Authorities in the country’s most-populous state say the initiative will support local economic recovery and benefit tens of thousands of NSW residents who rely on the international education sector – worth $14.6 billion in 2019 – for work.
The program will see students adhere to quarantine requirements in purpose-built student accommodation and NSW treasurer Dominic Perrottet has emphasised that it will not “come at the expense of returning Aussies”, and will come “at no cost to taxpayers”.
“[The state] will continue to bring back 3,000 people per week – well more than any other state,” he said.
The federal government in Australia has consistently insisted that priority for return to the country will be given to Australian citizens stranded overseas.

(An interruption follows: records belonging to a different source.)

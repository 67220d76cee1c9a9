use serde::{Deserialize, Serialize};

/// What a cloner did with one dataset when it did not fail.
#[derive(Debug, Clone, PartialEq, Eq)]
pub enum CloneOutcome {
    Cloned,
    /// Target already exists and overwrite is off.
    Skipped { reason: String },
}

#[derive(Debug, Clone, PartialEq, Eq, Serialize, Deserialize)]
#[serde(tag = "status", rename_all = "snake_case")]
pub enum CloneStatus {
    Cloned,
    Skipped { reason: String },
    Failed { reason: String },
}

impl CloneStatus {
    /// Skips count as successes: an existing artifact is a benign outcome.
    pub fn is_success(&self) -> bool {
        !matches!(self, CloneStatus::Failed { .. })
    }
}

impl From<CloneOutcome> for CloneStatus {
    fn from(outcome: CloneOutcome) -> Self {
        match outcome {
            CloneOutcome::Cloned => CloneStatus::Cloned,
            CloneOutcome::Skipped { reason } => CloneStatus::Skipped { reason },
        }
    }
}

#[derive(Debug, Clone, PartialEq, Eq, Serialize, Deserialize)]
pub struct DatasetResult {
    pub dataset: String,
    #[serde(flatten)]
    pub status: CloneStatus,
}

impl DatasetResult {
    pub fn new(dataset: impl Into<String>, status: CloneStatus) -> Self {
        Self {
            dataset: dataset.into(),
            status,
        }
    }

    pub fn failed(dataset: impl Into<String>, reason: impl Into<String>) -> Self {
        Self::new(
            dataset,
            CloneStatus::Failed {
                reason: reason.into(),
            },
        )
    }
}

#[derive(Debug, Clone, Default, PartialEq, Eq, Serialize, Deserialize)]
pub struct BatchResult {
    pub successes: usize,
    pub failures: usize,
    pub results: Vec<DatasetResult>,
}

impl BatchResult {
    pub fn new() -> Self {
        Self::default()
    }

    pub fn push(&mut self, result: DatasetResult) {
        if result.status.is_success() {
            self.successes += 1;
        } else {
            self.failures += 1;
        }
        self.results.push(result);
    }

    pub fn skipped(&self) -> usize {
        self.results
            .iter()
            .filter(|r| matches!(r.status, CloneStatus::Skipped { .. }))
            .count()
    }

    pub fn failed_datasets(&self) -> Vec<&str> {
        self.results
            .iter()
            .filter(|r| !r.status.is_success())
            .map(|r| r.dataset.as_str())
            .collect()
    }
}

impl Extend<DatasetResult> for BatchResult {
    fn extend<I: IntoIterator<Item = DatasetResult>>(&mut self, iter: I) {
        for result in iter {
            self.push(result);
        }
    }
}
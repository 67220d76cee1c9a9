use crate::domain::model::join_path;

/// Everything a cloner needs to act on the target catalog for one run.
pub struct CloneContext<'a, C: ?Sized, R: ?Sized> {
    pub catalog: &'a C,
    pub reporter: &'a R,
    pub target_catalog: &'a str,
    pub overwrite: bool,
}

impl<C: ?Sized, R: ?Sized> CloneContext<'_, C, R> {
    /// Path of `name` inside the target catalog.
    pub fn target_path(&self, name: &str) -> String {
        join_path(self.target_catalog, name)
    }
}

“International education is our second most valuable export and we need to do what we can to help students return and revive this sector as quickly as possible,” Perrottet said.
“If we don’t act fast, students will turn to other overseas destinations”

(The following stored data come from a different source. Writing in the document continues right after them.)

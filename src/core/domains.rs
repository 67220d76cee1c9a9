use crate::core::context::CloneContext;
use crate::domain::model::{DatasetDescriptor, DomainDescriptor, DomainKind};
use crate::domain::params::DomainParams;
use crate::domain::ports::{Catalog, ProgressReporter};
use crate::utils::error::{CloneError, Result};
use std::collections::HashSet;

pub fn domain_params(target_catalog: &str, domain: &DomainDescriptor) -> DomainParams {
    DomainParams {
        catalog_path: target_catalog.to_string(),
        name: domain.name.clone(),
        description: domain.description.clone(),
        field_type: domain.field_type.into(),
        domain_type: domain.domain_type.into(),
        split_policy: domain.split_policy.into(),
        merge_policy: domain.merge_policy.into(),
    }
}

/// Copies the value domains a dataset's fields reference.
///
/// Lives for one run: a domain name is created at most once no matter how
/// many datasets use it, and a domain already present in the target is never
/// recreated, even when its definition differs from the source.
#[derive(Debug, Default)]
pub struct DomainCloner {
    cloned: HashSet<String>,
}

impl DomainCloner {
    pub fn new() -> Self {
        Self::default()
    }

    pub fn is_cloned(&self, name: &str) -> bool {
        self.cloned.contains(name)
    }

    pub fn cloned_count(&self) -> usize {
        self.cloned.len()
    }

    /// Returns the number of domains created in the target.
    pub async fn clone_domains<C, R>(
        &mut self,
        ctx: &CloneContext<'_, C, R>,
        dataset: &DatasetDescriptor,
    ) -> Result<usize>
    where
        C: Catalog + ?Sized,
        R: ProgressReporter + ?Sized,
    {
        let referenced = referenced_domains(dataset);
        if referenced.is_empty() {
            return Ok(0);
        }

        let existing: HashSet<String> = ctx
            .catalog
            .list_domains(ctx.target_catalog)
            .await?
            .into_iter()
            .map(|d| d.name)
            .collect();
        let missing: Vec<&str> = referenced
            .into_iter()
            .filter(|name| !existing.contains(*name) && !self.is_cloned(name))
            .collect();
        if missing.is_empty() {
            return Ok(0);
        }

        let source_domains = ctx.catalog.list_domains(&dataset.catalog_path).await?;
        let to_create = missing
            .iter()
            .map(|name| find_source_domain(dataset, &source_domains, name))
            .collect::<Result<Vec<_>>>()?;

        for domain in to_create {
            self.create_domain(ctx, domain).await?;
        }
        Ok(missing.len())
    }

    async fn create_domain<C, R>(
        &mut self,
        ctx: &CloneContext<'_, C, R>,
        domain: &DomainDescriptor,
    ) -> Result<()>
    where
        C: Catalog + ?Sized,
        R: ProgressReporter + ?Sized,
    {
        let params = domain_params(ctx.target_catalog, domain);
        tracing::debug!(
            "Creating {} domain {} ({})",
            params.domain_type,
            params.name,
            params.field_type
        );
        ctx.catalog.create_domain(&params).await?;

        match domain.domain_type {
            DomainKind::CodedValue => {
                for (code, label) in &domain.coded_values {
                    ctx.catalog
                        .add_coded_value(ctx.target_catalog, &domain.name, code, label)
                        .await?;
                }
            }
            DomainKind::Range => {
                // Validated in find_source_domain.
                if let Some((min, max)) = domain.range {
                    ctx.catalog
                        .set_range_value(ctx.target_catalog, &domain.name, min, max)
                        .await?;
                }
            }
        }

        self.cloned.insert(domain.name.clone());
        ctx.reporter.info(&format!("Cloned Domain {}", domain.name));
        Ok(())
    }
}

/// Distinct domain names in field order.
fn referenced_domains(dataset: &DatasetDescriptor) -> Vec<&str> {
    let mut seen = HashSet::new();
    dataset
        .fields()
        .iter()
        .filter_map(|field| field.domain.as_deref())
        .filter(|name| !name.is_empty() && seen.insert(*name))
        .collect()
}

fn find_source_domain<'a>(
    dataset: &DatasetDescriptor,
    source_domains: &'a [DomainDescriptor],
    name: &str,
) -> Result<&'a DomainDescriptor> {
    let domain = source_domains
        .iter()
        .find(|d| d.name == name)
        .ok_or_else(|| {
            CloneError::precondition(
                &dataset.name,
                format!("the {} domain is missing from the source catalog", name),
            )
        })?;
    if domain.domain_type == DomainKind::Range && domain.range.is_none() {
        return Err(CloneError::precondition(
            &dataset.name,
            format!("the {} range domain has no range", name),
        ));
    }
    Ok(domain)
}
use crate::core::context::CloneContext;
use crate::core::domains::DomainCloner;
use crate::core::existence::{self, Resolution};
use crate::domain::model::{DatasetDescriptor, FeatureClassDescriptor, FeatureType};
use crate::domain::outcome::CloneOutcome;
use crate::domain::params::{FeatureClassParams, GeometryKeyword, TableParams, TemplateProperty};
use crate::domain::ports::{Catalog, ProgressReporter};
use crate::utils::error::{CloneError, Result};

/// Validates a feature class and translates it into creation parameters.
///
/// Schema, M/Z and spatial reference all come from the source dataset used
/// as a template rather than being itemized field by field.
pub fn feature_class_params(
    dataset: &DatasetDescriptor,
    feature_class: &FeatureClassDescriptor,
    target_catalog: &str,
) -> Result<FeatureClassParams> {
    let geometry = GeometryKeyword::from_shape(feature_class.shape_type).ok_or_else(|| {
        CloneError::precondition(&dataset.name, "the shape type is not defined")
    })?;
    if feature_class.feature_type != FeatureType::Simple {
        return Err(CloneError::precondition(
            &dataset.name,
            "it is not a simple feature class",
        ));
    }

    let template = dataset.source_path();
    Ok(FeatureClassParams {
        catalog_path: target_catalog.to_string(),
        name: dataset.unqualified_name().to_string(),
        geometry,
        spatial_reference: template.clone(),
        template,
        has_m: TemplateProperty::SameAsTemplate,
        has_z: TemplateProperty::SameAsTemplate,
    })
}

pub fn table_params(dataset: &DatasetDescriptor, target_catalog: &str) -> TableParams {
    TableParams {
        catalog_path: target_catalog.to_string(),
        name: dataset.unqualified_name().to_string(),
        template: dataset.source_path(),
    }
}

pub async fn clone_feature_class<C, R>(
    ctx: &CloneContext<'_, C, R>,
    domains: &mut DomainCloner,
    dataset: &DatasetDescriptor,
    feature_class: &FeatureClassDescriptor,
) -> Result<CloneOutcome>
where
    C: Catalog + ?Sized,
    R: ProgressReporter + ?Sized,
{
    let params = feature_class_params(dataset, feature_class, ctx.target_catalog)?;
    domains.clone_domains(ctx, dataset).await?;

    if let Resolution::Skip { reason } = existence::resolve(ctx, &params.name).await? {
        return Ok(CloneOutcome::Skipped { reason });
    }

    ctx.catalog.create_feature_class(&params).await?;
    ctx.reporter.info(&format!("Cloned Feature Class {}", params.name));
    Ok(CloneOutcome::Cloned)
}

pub async fn clone_table<C, R>(
    ctx: &CloneContext<'_, C, R>,
    domains: &mut DomainCloner,
    dataset: &DatasetDescriptor,
) -> Result<CloneOutcome>
where
    C: Catalog + ?Sized,
    R: ProgressReporter + ?Sized,
{
    let params = table_params(dataset, ctx.target_catalog);
    domains.clone_domains(ctx, dataset).await?;

    if let Resolution::Skip { reason } = existence::resolve(ctx, &params.name).await? {
        return Ok(CloneOutcome::Skipped { reason });
    }

    ctx.catalog.create_table(&params).await?;
    ctx.reporter.info(&format!("Cloned Table {}", params.name));
    Ok(CloneOutcome::Cloned)
}

#[cfg(test)]
mod tests {
    use super::*;
    use crate::adapters::{CatalogCall, CatalogDocument, MemoryCatalog, RecordingReporter};
    use crate::domain::model::{
        DatasetKind, FieldDescriptor, FieldType, ShapeType, TableDescriptor,
    };
    use crate::domain::ports::MessageLevel;

    fn parcels(
        shape_type: ShapeType,
        feature_type: FeatureType,
    ) -> (DatasetDescriptor, FeatureClassDescriptor) {
        let fc = FeatureClassDescriptor {
            shape_type,
            feature_type,
            has_m: false,
            has_z: true,
            spatial_reference: Some("EPSG:2950".to_string()),
            fields: vec![
                FieldDescriptor::new("OBJECTID", FieldType::Oid),
                FieldDescriptor::new("SHAPE", FieldType::Geometry),
                FieldDescriptor::new("PID", FieldType::String),
            ],
        };
        let dataset = DatasetDescriptor {
            name: "gis.owner.Parcels".to_string(),
            catalog_path: "src".to_string(),
            kind: DatasetKind::FeatureClass(fc.clone()),
        };
        (dataset, fc)
    }

    fn catalog_with(dataset: &DatasetDescriptor) -> MemoryCatalog {
        let mut stored = dataset.clone();
        stored.catalog_path.clear();
        MemoryCatalog::new()
            .with_dataset("src", stored)
            .with_catalog("tgt", CatalogDocument::new())
    }

    fn context<'a>(
        catalog: &'a MemoryCatalog,
        reporter: &'a RecordingReporter,
        overwrite: bool,
    ) -> CloneContext<'a, MemoryCatalog, RecordingReporter> {
        CloneContext {
            catalog,
            reporter,
            target_catalog: "tgt",
            overwrite,
        }
    }

    #[test]
    fn test_feature_class_params_use_source_as_template() {
        let (dataset, fc) = parcels(ShapeType::Polygon, FeatureType::Simple);
        let params = feature_class_params(&dataset, &fc, "tgt").unwrap();

        assert_eq!(params.name, "Parcels");
        assert_eq!(params.geometry, GeometryKeyword::Polygon);
        assert_eq!(params.template, "src/gis.owner.Parcels");
        assert_eq!(params.spatial_reference, params.template);
    }

    #[tokio::test]
    async fn test_undefined_shape_fails_without_creation() {
        let (dataset, fc) = parcels(ShapeType::Any, FeatureType::Simple);
        let catalog = catalog_with(&dataset);
        let reporter = RecordingReporter::new();
        let mut domains = DomainCloner::new();

        let ctx = context(&catalog, &reporter, false);
        let err = clone_feature_class(&ctx, &mut domains, &dataset, &fc)
            .await
            .unwrap_err();

        assert!(err.to_string().contains("shape type is not defined"));
        assert!(catalog.journal().is_empty());
    }

    #[tokio::test]
    async fn test_annotation_feature_class_is_rejected() {
        let (dataset, fc) = parcels(ShapeType::Polygon, FeatureType::Annotation);
        let catalog = catalog_with(&dataset);
        let reporter = RecordingReporter::new();
        let mut domains = DomainCloner::new();

        let ctx = context(&catalog, &reporter, false);
        let err = clone_feature_class(&ctx, &mut domains, &dataset, &fc)
            .await
            .unwrap_err();

        assert!(err.to_string().contains("not a simple feature class"));
        assert!(catalog.journal().is_empty());
    }

    #[tokio::test]
    async fn test_feature_class_inherits_template_structure() {
        let (dataset, fc) = parcels(ShapeType::Polygon, FeatureType::Simple);
        let catalog = catalog_with(&dataset);
        let reporter = RecordingReporter::new();
        let mut domains = DomainCloner::new();

        let ctx = context(&catalog, &reporter, false);
        let outcome = clone_feature_class(&ctx, &mut domains, &dataset, &fc)
            .await
            .unwrap();

        assert_eq!(outcome, CloneOutcome::Cloned);
        let created = catalog.dataset("tgt/Parcels").unwrap();
        match created.kind {
            DatasetKind::FeatureClass(copy) => {
                assert_eq!(copy.shape_type, ShapeType::Polygon);
                assert!(copy.has_z);
                assert_eq!(copy.spatial_reference.as_deref(), Some("EPSG:2950"));
                assert_eq!(copy.fields, fc.fields);
            }
            other => panic!("expected a feature class, got {:?}", other),
        }
        assert_eq!(
            reporter.messages(MessageLevel::Info),
            vec!["Cloned Feature Class Parcels"]
        );
    }

    #[tokio::test]
    async fn test_existing_table_is_skipped_with_warning() {
        let dataset = DatasetDescriptor {
            name: "Owners".to_string(),
            catalog_path: "src".to_string(),
            kind: DatasetKind::Table(TableDescriptor {
                fields: vec![FieldDescriptor::new("NAME", FieldType::String)],
            }),
        };
        let existing = DatasetDescriptor {
            name: "Owners".to_string(),
            catalog_path: String::new(),
            kind: DatasetKind::Table(TableDescriptor { fields: vec![] }),
        };
        let catalog = catalog_with(&dataset).with_dataset("tgt", existing.clone());
        let reporter = RecordingReporter::new();
        let mut domains = DomainCloner::new();

        let outcome = clone_table(&context(&catalog, &reporter, false), &mut domains, &dataset)
            .await
            .unwrap();

        assert!(matches!(outcome, CloneOutcome::Skipped { .. }));
        assert_eq!(catalog.document("tgt").unwrap().datasets, vec![existing]);
        assert_eq!(reporter.messages(MessageLevel::Warning).len(), 1);
        assert!(reporter.messages(MessageLevel::Error).is_empty());
    }

    #[tokio::test]
    async fn test_overwrite_replaces_table() {
        let dataset = DatasetDescriptor {
            name: "Owners".to_string(),
            catalog_path: "src".to_string(),
            kind: DatasetKind::Table(TableDescriptor {
                fields: vec![FieldDescriptor::new("NAME", FieldType::String)],
            }),
        };
        let stale = DatasetDescriptor {
            name: "Owners".to_string(),
            catalog_path: String::new(),
            kind: DatasetKind::Table(TableDescriptor { fields: vec![] }),
        };
        let catalog = catalog_with(&dataset).with_dataset("tgt", stale);
        let reporter = RecordingReporter::new();
        let mut domains = DomainCloner::new();

        let outcome = clone_table(&context(&catalog, &reporter, true), &mut domains, &dataset)
            .await
            .unwrap();

        assert_eq!(outcome, CloneOutcome::Cloned);
        assert_eq!(
            catalog.journal(),
            vec![
                CatalogCall::Delete("tgt/Owners".to_string()),
                CatalogCall::CreateTable("tgt/Owners".to_string()),
            ]
        );
        assert_eq!(catalog.dataset("tgt/Owners").unwrap().fields().len(), 1);
    }
}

“Typically, we have more than 250,000 international students studying in NSW each year and they directly supported over 95,000 local jobs prior to the pandemic. If we don’t act fast, students will turn to other overseas destinations and it could take the sector decades to recover.”
Supported by NSW Health and NSW Police, the “gradual approach… will enable us to closely manage the process and ensure community health is not compromised”, he added.
It is hoped the initiative will be a step towards opening up the country to students stranded overseas. However, some students have been frustrated by the mixed messages coming from federal and regional governments in Australia, voicing concerns using the #LetUsBackToAus hashtag on social media.
“This program has carefully considered the personal, social and academic aspects of our students, to ensure they successfully resume their studies and re-join NSW’s vibrant, multicultural community as soon as possible,” said Barney Glover AO, on behalf of the NSW vice-chancellors’ committee.
“We are excited to finally welcome back international students to experience the world-class education, training and research that makes NSW such an attractive destination for education.”
In the past two weeks, South Australia also approved a plan to allow around 160 international students return to the state fortnightly. It is also awaiting final approval from the federal government.
“Universities around the country have been making careful plans, in collaboration with health authorities, government and industry, for the safe return of students from low-risk nations,” Universities Australia chief executive Catriona Jackson highlighted.
“It is pleasing to see progress in NSW, where international students play a large role in cultural and economic life.
“There are now more than 50,000 higher education students studying with NSW institutions who are out of the country, and it would be wonderful to see some of them safely on our shores.
“Universities Australia has been calling for a national plan for the safe return of students from low-risk nations for some time, as part of a careful reboot of Australia’s economy.”
“We are encouraged by the progress of this scalable Safe Pathway Pilot Plan in NSW,” said Council of International Students Australia president Belle Lim.
“We have been waiting for a long time, but we look forward to welcoming our friends and peers back”
“International students stranded outside Australia have suffered tremendously over the past 15 months,” she reminded. A recent CISA survey found that 93% of international students stranded overseas have experienced significant mental health issues.
“We have been waiting for a long time, but we look forward to welcoming our friends and peers back,” she said, adding the plan “sends a great message to international students studying online offshore that there is hope that things will return to normal again”.
“It is expected to be slow at the start, but we hope this proof of concept can be scaled up to bigger number and more plans from other states soon.”
The plan is “an important first step”, but is is very limited in scale and scope, said Troy Williams, chief executive of Independent Tertiary Education Council Australia.
“Most independent higher education providers are excluded from the proposed arrangements and it’s of little value to the tens of thousands of vocational education and training students looking to study in NSW.
“ITECA continues to engage with the NSW government on a more considered and expansive plan for the return of international students to the state.”